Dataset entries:
______________________________

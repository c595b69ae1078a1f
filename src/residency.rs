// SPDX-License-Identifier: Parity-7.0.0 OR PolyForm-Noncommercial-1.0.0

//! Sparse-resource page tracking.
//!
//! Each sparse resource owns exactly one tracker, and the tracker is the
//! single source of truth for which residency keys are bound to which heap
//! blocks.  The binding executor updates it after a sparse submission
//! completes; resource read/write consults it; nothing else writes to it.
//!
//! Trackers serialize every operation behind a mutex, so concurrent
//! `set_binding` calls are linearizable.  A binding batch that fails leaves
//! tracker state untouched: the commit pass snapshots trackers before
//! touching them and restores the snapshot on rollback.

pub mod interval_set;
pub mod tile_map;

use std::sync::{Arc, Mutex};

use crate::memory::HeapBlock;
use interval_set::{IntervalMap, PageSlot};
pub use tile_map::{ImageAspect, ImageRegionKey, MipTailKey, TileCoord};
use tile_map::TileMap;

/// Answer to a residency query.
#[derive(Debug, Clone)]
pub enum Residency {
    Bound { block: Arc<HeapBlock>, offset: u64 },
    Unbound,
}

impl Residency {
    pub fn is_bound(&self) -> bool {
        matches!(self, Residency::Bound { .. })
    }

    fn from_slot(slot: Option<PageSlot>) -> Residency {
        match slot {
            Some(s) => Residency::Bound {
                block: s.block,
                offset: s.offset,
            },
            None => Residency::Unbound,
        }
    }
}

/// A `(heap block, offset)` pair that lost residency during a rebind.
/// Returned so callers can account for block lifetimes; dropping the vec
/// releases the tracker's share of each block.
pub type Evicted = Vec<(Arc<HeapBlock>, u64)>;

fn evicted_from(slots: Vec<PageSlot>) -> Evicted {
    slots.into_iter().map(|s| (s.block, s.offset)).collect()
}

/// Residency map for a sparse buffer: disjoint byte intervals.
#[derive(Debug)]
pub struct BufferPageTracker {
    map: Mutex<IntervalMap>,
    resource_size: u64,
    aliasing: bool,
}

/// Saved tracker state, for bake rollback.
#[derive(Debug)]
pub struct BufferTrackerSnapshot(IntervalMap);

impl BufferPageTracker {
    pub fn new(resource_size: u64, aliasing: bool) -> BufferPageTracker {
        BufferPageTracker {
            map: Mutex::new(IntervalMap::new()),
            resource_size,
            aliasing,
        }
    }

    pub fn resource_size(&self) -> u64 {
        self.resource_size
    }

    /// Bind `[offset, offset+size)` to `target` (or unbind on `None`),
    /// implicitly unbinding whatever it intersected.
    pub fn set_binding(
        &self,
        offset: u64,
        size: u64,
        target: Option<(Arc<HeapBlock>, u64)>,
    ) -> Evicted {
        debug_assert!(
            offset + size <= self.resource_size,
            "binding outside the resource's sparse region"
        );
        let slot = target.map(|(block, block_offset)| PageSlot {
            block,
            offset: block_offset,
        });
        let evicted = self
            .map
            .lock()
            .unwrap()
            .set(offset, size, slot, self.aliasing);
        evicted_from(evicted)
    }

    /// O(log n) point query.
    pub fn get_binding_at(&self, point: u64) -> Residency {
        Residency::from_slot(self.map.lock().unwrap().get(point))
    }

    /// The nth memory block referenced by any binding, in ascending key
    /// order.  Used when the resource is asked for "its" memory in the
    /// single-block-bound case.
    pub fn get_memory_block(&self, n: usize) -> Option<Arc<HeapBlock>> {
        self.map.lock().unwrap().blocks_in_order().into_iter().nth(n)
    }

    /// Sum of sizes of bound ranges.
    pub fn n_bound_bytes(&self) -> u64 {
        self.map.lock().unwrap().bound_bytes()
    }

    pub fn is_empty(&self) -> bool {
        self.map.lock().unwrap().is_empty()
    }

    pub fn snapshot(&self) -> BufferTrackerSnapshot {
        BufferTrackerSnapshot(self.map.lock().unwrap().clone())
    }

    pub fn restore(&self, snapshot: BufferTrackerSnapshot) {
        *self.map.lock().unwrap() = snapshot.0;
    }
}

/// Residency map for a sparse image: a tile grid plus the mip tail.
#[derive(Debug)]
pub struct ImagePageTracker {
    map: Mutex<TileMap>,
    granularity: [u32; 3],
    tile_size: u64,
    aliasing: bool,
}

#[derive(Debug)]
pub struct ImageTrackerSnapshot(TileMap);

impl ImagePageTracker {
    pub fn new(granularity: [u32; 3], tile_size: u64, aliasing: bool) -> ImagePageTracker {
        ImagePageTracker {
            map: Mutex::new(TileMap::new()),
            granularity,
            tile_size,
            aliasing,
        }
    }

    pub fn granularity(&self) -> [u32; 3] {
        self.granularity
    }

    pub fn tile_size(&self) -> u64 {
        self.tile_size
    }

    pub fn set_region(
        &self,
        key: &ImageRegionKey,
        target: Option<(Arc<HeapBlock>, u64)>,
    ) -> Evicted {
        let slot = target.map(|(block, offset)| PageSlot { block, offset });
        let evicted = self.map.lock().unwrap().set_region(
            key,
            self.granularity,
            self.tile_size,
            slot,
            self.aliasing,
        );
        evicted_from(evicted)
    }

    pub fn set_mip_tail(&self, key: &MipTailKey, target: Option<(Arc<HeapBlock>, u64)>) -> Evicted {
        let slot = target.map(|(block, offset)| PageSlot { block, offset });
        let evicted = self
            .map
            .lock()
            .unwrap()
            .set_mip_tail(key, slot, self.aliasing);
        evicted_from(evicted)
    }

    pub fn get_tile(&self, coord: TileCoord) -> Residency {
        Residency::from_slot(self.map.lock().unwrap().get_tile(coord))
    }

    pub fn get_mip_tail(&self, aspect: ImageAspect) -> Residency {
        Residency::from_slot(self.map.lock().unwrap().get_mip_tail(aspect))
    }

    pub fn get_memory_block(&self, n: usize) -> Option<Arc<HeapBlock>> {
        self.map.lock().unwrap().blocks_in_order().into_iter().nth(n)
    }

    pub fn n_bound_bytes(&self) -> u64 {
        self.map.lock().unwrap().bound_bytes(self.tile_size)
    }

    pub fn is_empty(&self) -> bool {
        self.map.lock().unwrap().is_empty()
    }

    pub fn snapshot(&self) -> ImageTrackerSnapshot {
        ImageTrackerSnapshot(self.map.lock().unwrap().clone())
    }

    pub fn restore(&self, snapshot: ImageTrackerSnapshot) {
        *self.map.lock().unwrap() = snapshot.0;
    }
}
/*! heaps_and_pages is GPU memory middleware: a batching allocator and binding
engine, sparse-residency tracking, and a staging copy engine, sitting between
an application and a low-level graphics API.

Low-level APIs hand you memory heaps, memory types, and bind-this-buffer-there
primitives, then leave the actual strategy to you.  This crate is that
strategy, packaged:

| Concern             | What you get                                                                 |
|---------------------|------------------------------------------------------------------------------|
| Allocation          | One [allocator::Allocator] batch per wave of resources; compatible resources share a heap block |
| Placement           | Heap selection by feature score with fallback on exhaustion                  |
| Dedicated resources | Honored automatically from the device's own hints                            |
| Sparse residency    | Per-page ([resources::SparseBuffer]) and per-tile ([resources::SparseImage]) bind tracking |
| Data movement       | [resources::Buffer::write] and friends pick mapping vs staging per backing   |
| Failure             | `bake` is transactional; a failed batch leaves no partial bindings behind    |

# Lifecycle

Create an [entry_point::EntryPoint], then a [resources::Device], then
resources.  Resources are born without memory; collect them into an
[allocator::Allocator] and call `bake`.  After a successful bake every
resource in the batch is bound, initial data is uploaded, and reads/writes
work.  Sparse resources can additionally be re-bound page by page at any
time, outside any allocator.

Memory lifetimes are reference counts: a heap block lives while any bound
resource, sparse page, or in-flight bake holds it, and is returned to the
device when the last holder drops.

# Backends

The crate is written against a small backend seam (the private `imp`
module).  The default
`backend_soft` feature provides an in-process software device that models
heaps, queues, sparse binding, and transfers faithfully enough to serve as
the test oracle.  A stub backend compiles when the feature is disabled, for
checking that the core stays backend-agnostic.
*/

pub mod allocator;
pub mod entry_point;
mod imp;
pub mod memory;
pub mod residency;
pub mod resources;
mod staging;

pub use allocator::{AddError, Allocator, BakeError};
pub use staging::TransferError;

______________________________

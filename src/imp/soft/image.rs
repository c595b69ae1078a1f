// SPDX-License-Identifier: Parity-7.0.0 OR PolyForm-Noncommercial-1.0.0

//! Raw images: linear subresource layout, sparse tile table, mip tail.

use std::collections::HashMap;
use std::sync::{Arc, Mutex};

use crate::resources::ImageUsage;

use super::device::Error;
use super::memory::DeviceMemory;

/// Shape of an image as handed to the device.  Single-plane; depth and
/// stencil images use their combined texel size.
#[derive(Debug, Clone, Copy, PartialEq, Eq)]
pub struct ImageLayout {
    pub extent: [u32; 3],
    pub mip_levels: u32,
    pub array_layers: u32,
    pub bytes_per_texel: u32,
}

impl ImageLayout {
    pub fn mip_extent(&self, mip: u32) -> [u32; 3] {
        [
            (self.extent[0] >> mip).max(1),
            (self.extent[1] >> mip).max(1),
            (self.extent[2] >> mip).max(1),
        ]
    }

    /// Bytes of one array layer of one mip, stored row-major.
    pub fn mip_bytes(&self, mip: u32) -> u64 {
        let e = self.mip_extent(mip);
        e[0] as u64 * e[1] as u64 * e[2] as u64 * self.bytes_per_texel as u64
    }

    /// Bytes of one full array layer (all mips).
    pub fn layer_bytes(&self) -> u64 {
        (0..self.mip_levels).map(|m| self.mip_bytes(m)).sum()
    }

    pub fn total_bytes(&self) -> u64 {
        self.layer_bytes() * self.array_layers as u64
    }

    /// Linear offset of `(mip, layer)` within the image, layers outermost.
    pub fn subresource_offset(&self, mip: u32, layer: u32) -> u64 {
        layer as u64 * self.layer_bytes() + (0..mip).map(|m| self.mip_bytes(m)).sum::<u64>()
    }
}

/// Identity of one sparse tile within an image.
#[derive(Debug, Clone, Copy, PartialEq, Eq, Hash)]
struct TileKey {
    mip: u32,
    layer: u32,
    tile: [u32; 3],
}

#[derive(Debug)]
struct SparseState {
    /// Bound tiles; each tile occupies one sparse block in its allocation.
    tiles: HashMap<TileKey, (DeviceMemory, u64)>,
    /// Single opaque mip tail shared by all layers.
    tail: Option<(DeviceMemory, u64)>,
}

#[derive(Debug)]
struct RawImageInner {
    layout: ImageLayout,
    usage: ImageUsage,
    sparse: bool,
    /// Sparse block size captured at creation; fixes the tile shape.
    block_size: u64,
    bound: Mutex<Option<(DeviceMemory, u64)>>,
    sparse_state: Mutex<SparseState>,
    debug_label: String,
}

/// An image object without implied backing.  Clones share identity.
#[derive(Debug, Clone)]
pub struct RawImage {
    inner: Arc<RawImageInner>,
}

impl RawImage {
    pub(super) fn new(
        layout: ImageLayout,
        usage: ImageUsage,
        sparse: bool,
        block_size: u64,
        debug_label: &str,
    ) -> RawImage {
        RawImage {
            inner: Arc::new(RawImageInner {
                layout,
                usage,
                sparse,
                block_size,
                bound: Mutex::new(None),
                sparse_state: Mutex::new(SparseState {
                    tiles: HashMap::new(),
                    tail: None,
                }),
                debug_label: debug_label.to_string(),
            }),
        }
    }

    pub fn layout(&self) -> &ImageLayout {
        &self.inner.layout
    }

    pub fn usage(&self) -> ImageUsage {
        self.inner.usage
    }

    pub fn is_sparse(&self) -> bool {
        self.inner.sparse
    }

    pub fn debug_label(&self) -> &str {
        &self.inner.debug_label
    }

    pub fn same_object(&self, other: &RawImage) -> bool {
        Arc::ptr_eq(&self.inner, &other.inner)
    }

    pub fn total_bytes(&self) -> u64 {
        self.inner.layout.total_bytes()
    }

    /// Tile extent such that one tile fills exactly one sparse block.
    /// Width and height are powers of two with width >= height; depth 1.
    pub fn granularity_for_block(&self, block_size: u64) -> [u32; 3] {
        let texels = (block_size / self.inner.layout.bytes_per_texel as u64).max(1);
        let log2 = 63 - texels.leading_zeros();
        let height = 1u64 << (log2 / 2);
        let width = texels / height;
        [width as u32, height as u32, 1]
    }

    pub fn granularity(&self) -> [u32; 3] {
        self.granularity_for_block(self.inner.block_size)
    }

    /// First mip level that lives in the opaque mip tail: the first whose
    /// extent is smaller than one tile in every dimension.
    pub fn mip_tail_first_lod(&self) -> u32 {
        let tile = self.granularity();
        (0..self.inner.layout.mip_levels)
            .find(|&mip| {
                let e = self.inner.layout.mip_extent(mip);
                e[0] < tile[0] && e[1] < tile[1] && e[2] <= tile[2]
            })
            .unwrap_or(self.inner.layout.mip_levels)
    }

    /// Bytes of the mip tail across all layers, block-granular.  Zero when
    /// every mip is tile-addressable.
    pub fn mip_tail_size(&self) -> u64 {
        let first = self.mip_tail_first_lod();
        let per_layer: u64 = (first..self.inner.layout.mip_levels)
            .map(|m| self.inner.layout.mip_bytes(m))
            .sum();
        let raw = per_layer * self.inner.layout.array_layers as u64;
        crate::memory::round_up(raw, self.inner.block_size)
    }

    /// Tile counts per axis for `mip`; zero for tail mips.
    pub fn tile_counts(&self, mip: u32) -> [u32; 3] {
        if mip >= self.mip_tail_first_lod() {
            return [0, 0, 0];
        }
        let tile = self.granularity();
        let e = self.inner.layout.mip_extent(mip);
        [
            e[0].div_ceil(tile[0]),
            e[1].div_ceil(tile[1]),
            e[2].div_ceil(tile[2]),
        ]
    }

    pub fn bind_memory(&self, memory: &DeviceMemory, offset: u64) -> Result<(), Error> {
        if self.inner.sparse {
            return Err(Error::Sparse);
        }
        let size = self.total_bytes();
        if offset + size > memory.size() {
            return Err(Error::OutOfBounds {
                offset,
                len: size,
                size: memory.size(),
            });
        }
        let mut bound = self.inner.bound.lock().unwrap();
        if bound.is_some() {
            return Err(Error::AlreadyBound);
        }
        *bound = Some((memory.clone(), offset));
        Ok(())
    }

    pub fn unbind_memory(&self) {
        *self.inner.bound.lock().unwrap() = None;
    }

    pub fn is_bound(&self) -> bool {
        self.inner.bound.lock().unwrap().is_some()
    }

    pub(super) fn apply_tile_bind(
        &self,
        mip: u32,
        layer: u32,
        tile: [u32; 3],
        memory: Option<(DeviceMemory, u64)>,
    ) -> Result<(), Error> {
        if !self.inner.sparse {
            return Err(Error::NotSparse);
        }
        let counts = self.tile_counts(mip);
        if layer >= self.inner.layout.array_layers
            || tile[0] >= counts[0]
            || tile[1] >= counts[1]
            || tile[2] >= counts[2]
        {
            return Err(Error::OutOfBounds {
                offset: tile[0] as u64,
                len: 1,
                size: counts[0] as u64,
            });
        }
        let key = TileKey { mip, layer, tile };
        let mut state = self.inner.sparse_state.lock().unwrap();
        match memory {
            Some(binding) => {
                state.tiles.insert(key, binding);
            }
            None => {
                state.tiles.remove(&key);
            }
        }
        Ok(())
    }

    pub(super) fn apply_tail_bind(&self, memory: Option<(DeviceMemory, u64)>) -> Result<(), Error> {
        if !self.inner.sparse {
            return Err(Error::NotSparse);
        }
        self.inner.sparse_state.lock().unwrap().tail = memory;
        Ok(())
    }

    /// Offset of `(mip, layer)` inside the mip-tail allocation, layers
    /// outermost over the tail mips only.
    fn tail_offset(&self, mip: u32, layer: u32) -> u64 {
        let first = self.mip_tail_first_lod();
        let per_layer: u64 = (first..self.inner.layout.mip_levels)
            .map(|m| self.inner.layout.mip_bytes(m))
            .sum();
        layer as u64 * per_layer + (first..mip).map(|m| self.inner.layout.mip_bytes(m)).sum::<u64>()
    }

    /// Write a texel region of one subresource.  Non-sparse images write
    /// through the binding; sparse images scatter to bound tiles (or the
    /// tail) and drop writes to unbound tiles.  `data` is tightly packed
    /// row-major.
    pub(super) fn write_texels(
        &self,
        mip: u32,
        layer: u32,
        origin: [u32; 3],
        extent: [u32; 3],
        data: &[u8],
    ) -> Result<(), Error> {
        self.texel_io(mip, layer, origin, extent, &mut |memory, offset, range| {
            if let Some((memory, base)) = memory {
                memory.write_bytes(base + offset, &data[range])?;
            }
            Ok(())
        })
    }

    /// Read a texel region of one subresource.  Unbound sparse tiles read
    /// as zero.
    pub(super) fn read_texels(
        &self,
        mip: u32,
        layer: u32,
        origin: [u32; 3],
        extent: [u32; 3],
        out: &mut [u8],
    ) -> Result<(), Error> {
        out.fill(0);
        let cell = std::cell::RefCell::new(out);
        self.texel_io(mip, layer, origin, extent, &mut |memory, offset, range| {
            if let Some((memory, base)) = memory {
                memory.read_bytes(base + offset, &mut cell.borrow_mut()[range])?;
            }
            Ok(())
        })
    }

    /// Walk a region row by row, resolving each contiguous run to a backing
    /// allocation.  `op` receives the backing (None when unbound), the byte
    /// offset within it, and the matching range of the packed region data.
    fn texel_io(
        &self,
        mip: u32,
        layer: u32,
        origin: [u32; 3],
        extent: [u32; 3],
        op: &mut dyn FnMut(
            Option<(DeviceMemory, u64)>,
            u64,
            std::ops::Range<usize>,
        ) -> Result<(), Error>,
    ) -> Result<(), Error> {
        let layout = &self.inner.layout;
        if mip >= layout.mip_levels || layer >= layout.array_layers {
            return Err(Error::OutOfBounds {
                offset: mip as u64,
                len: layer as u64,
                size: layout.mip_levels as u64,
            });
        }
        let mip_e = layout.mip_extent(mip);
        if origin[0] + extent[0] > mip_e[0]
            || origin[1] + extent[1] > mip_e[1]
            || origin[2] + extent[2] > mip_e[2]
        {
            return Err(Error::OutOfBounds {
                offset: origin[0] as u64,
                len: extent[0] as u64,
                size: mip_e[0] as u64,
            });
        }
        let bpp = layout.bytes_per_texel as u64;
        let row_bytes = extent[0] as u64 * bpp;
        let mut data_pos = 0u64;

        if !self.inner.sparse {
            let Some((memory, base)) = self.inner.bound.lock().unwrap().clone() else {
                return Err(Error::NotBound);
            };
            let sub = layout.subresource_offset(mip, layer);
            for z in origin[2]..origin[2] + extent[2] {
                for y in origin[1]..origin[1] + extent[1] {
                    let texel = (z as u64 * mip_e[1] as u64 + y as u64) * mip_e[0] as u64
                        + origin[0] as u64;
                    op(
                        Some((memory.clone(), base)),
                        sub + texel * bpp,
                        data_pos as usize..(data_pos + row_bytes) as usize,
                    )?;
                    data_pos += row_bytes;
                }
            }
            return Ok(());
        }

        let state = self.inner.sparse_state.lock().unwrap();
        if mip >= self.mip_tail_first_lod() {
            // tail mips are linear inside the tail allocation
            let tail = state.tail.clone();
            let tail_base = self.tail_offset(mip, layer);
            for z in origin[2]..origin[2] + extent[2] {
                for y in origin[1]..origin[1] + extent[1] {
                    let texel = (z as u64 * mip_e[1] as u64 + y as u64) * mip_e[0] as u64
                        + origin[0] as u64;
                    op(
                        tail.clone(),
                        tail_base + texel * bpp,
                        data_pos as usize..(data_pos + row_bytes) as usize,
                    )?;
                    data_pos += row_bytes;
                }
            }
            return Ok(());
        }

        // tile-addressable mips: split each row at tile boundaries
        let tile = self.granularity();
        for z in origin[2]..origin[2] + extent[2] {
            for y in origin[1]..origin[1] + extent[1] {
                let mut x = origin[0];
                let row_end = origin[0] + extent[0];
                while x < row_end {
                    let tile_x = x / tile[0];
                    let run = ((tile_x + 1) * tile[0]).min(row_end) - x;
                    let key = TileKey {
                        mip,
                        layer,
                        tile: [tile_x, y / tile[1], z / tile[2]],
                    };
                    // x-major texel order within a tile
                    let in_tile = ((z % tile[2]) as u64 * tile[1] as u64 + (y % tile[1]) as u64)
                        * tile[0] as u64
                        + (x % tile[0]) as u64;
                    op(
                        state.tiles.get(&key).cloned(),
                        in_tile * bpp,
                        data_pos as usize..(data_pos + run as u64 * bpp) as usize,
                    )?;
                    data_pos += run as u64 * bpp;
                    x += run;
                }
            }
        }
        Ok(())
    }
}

______________________________

Some lines of the data above may hold the word "PageSlot"; state how many do, and give only that number.

→ Written response: 6